Figure 1. The α5 subunit plays an important role for sedative dose of ethanol and influences ethanol-induced ataxia

(A) The loss of righting reflex (LORR) duration for 3.2g/kg (i.p.) ethanol was shorter for α5+/+ (black) compared to α5−/− (gray) mice. (B) On the accelerating rotarod, α5−/−(gray) had an increased latency to fall compared to α5+/+ (black) mice for 2 g/kg (i.p.) ethanol dose. In A, n=8–13 animals, B, n=11 animals. The values are expressed as duration (mins) ± SEM (A) and duration (secs) ± SEM (B) (two-tailed unpaired t-test (A) and two-way ANOVA (B) followed by Newman-Keuls test, *p<0.05).

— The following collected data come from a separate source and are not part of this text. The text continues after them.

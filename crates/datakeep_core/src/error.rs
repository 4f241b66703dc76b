//! Uniform error surface of the data-access layer.
//!
//! # Invariants
//! - No `rusqlite` error reaches callers except wrapped in `Storage` or
//!   `Conflict`.
//! - `Conflict` always carries the store failure that caused it.

use crate::db::DbError;
use std::error::Error;
use std::fmt::{Display, Formatter};

pub type StoreResult<T> = Result<T, StoreError>;

/// Errors returned by repositories, query handles and the unit of work.
#[derive(Debug)]
pub enum StoreError {
    /// Key lookup miss where presence is required.
    NotFound {
        entity: &'static str,
        keys: Vec<String>,
    },
    /// Unknown relation name, or a relation of the wrong kind.
    InvalidRelation {
        entity: &'static str,
        relation: String,
    },
    InvalidArgument(String),
    /// Illegal transaction nesting or duplicate registration.
    InvalidState(String),
    /// Save/commit failure; the change set was rolled back in memory.
    Conflict(DbError),
    UseAfterDispose,
    /// Store failure on a read path.
    Storage(DbError),
}

impl StoreError {
    pub(crate) fn invalid_relation(entity: &'static str, relation: impl Into<String>) -> Self {
        Self::InvalidRelation {
            entity,
            relation: relation.into(),
        }
    }

    /// Returns whether this error is a save/commit conflict.
    pub fn is_conflict(&self) -> bool {
        matches!(self, Self::Conflict(_))
    }
}

impl Display for StoreError {
    fn fmt(&self, f: &mut Formatter<'_>) -> std::fmt::Result {
        match self {
            Self::NotFound { entity, keys } => {
                write!(f, "{entity} not found for key(s): {}", keys.join(", "))
            }
            Self::InvalidRelation { entity, relation } => {
                write!(f, "{entity} has no relation named `{relation}`")
            }
            Self::InvalidArgument(message) => write!(f, "invalid argument: {message}"),
            Self::InvalidState(message) => write!(f, "invalid state: {message}"),
            Self::Conflict(err) => write!(f, "conflict: {err}"),
            Self::UseAfterDispose => write!(f, "unit of work has been disposed"),
            Self::Storage(err) => write!(f, "storage failure: {err}"),
        }
    }
}

impl Error for StoreError {
    fn source(&self) -> Option<&(dyn Error + 'static)> {
        match self {
            Self::Conflict(err) | Self::Storage(err) => Some(err),
            Self::NotFound { .. }
            | Self::InvalidRelation { .. }
            | Self::InvalidArgument(_)
            | Self::InvalidState(_)
            | Self::UseAfterDispose => None,
        }
    }
}

impl From<DbError> for StoreError {
    fn from(value: DbError) -> Self {
        Self::Storage(value)
    }
}

impl From<rusqlite::Error> for StoreError {
    fn from(value: rusqlite::Error) -> Self {
        Self::Storage(DbError::Sqlite(value))
    }
}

Figure 2. The initial sensitivity to ethanol and ethanol metabolism is similar for α5+/+ and α5−/− mice

(A) The threshold dose (ED₅₀) of ethanol required to induce LORR was similar for α5+/+ and α5−/− mice. (B) The blood ethanol concentrations were not different between α5+/+ and α5−/− mice at any of the time points measured. In A, n=6 animals per genotype, B, n=3 animals per genotype for each time point. The values are expressed as alcohol dose (g/kg) ± SEM (A) and blood ethanol concentrations (mg/dl) ± SEM (two-tailed unpaired t-test (A) and two-way ANOVA (B)).

Figure 3. The α5 nAChR does not play a role in ethanol consumption in mice using the drinking-in-the-dark paradigm

(A) Both the α5+/+ (black) and the α5−/− (gray) mice show similar 20% ethanol consumption during the 30 days of exposure. (B) The average ethanol intake across 30 exposures for α5+/+ and α5−/− mice is similar. (C) α5+/+ and α5−/− mice shown similar ethanol intake at 5%, 10% and 30% ethanol concentrations. In A&B, n=7–11 animals and in C, n=5–6 animals. The values are expressed as mean alcohol intake (g/kg/2 hrs) ± SEM (two-way ANOVA repeated measures (A) and two-way ANOVA (C) followed by Newman-Keuls test and two-tailed unpaired t-test (B)).

Figure 4. Varenicline is effective in selectively reducing ethanol consumption in α5+/+ and α5−/− mice without affecting water or sucrose consumption

Varenicline (2 mg/kg, i.p.) treatment decreased voluntary ethanol consumption in both α5+/+ (A) and α5−/− (B) mice 2 hrs after the onset of drinking using the two bottle choice DID paradigm. Varenicline was selective in decreasing ethanol consumption with no effect on water consumption (C&D) and sucrose consumption (E&F) in both α5+/+ and α5−/−mice. n=9–13 animals. The values are expressed as mean ethanol or sucrose intake (g/kg) ± SEM (A,B,E,F) or water intake (ml/100g) ± SEM (C,D) (repeated measures ANOVA followed by Newman-Keuls post hoc test). *p<0.05, **p<0.01, compared with vehicle.